And I would have thought that incorrect usage of bytestrings for text and then asking on Stack Overflow about the UnicodeDecodeErrors would be quite common as well ...

gtaylor · on May 8, 2014

Yeah, bigtime. I'm not sure that would make for a quick, easy countdown list of a blog post, though.

cridenour · on May 8, 2014

For #7, now you have a performance problem of importing every time you run that function. Rather, you can place the import at the bottom of b.py and be okay.

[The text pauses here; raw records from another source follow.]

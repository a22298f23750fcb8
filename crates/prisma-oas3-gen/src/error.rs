use thiserror::Error;

/// Errors surfaced by the schema generation pipeline.
///
/// Only malformed input reaches the caller. Anomalies inside a well-formed
/// data model (unknown scalar types, dangling relations) are absorbed into
/// degraded output and reported through [`GenerationWarning`](crate::GenerationWarning).
#[derive(Debug, Error)]
pub enum GenerateError {
  #[error("Prisma data model must be a non-empty string.")]
  EmptyDataModel,

  #[error("invalid data model at `{path}`: {source}")]
  InvalidDataModel {
    path: String,
    #[source]
    source: serde_json::Error,
  },

  #[error("invalid data model: {0}")]
  InvalidDataModelYaml(#[source] serde_yaml::Error),

  #[error("invalid generator config at `{path}`: {source}")]
  InvalidConfig {
    path: String,
    #[source]
    source: serde_json::Error,
  },

  #[error("schema name `{name}` is declared more than once")]
  DuplicateSchemaName { name: String },

  #[error("failed to serialize document as JSON: {0}")]
  SerializeJson(#[source] serde_json::Error),

  #[error("failed to serialize document as YAML: {0}")]
  SerializeYaml(#[source] serde_yaml::Error),
}

pub type Result<T, E = GenerateError> = std::result::Result<T, E>;
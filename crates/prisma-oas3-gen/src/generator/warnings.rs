use std::fmt;

use crate::generator::filter::FilterList;

/// Why a field fell back to a placeholder schema.
#[derive(Debug, Clone, PartialEq, Eq)]
pub enum Degradation {
  /// The scalar type name is not one of the known Prisma scalars.
  UnknownScalar { type_name: String },
  /// The scalar is Prisma's `Unsupported` native type.
  UnsupportedScalar,
  /// The field kind itself has no schema mapping.
  UnsupportedFieldKind,
  /// The relation points at a model missing from the data model.
  UnknownRelation { model: String },
}

impl Degradation {
  /// Description attached to the fallback fragment.
  #[must_use]
  pub const fn placeholder(&self) -> &'static str {
    match self {
      Self::UnknownScalar { .. } => "Unknown type",
      Self::UnsupportedScalar => "Unsupported type",
      Self::UnsupportedFieldKind => "Unsupported field kind",
      Self::UnknownRelation { .. } => "Unknown related model",
    }
  }
}

impl fmt::Display for Degradation {
  fn fmt(&self, f: &mut fmt::Formatter<'_>) -> fmt::Result {
    match self {
      Self::UnknownScalar { type_name } => write!(f, "unknown scalar type `{type_name}`"),
      Self::UnsupportedScalar => f.write_str("unsupported scalar type"),
      Self::UnsupportedFieldKind => f.write_str("unsupported field kind"),
      Self::UnknownRelation { model } => write!(f, "related model `{model}` is not declared"),
    }
  }
}

/// Non-fatal findings collected while generating.
#[derive(Debug, Clone, PartialEq, Eq)]
pub enum GenerationWarning {
  DegradedField {
    model: String,
    field: String,
    reason: Degradation,
  },
  UnmatchedFilterName {
    list: FilterList,
    name: String,
  },
}

impl GenerationWarning {
  #[must_use]
  pub const fn is_degraded_field(&self) -> bool {
    matches!(self, Self::DegradedField { .. })
  }
}

impl fmt::Display for GenerationWarning {
  fn fmt(&self, f: &mut fmt::Formatter<'_>) -> fmt::Result {
    match self {
      Self::DegradedField { model, field, reason } => {
        write!(f, "{model}.{field}: {reason}, emitted as `{}`", reason.placeholder())
      }
      Self::UnmatchedFilterName { list, name } => write!(f, "{list} entry `{name}` matches no model"),
    }
  }
}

mguillech · on May 8, 2014

Python caches modules imported, you can check it out in your local shell with: import sys ; sys.modules. That's why whenever you make changes to a module which has been already loaded you won't see the changes until you load the module again, either quitting the shell or using reload(module) on Python 2.x

jagger27 · on May 8, 2014

The author states that Python is smart enough not to reimport a file that has already been imported. Is that not the case here?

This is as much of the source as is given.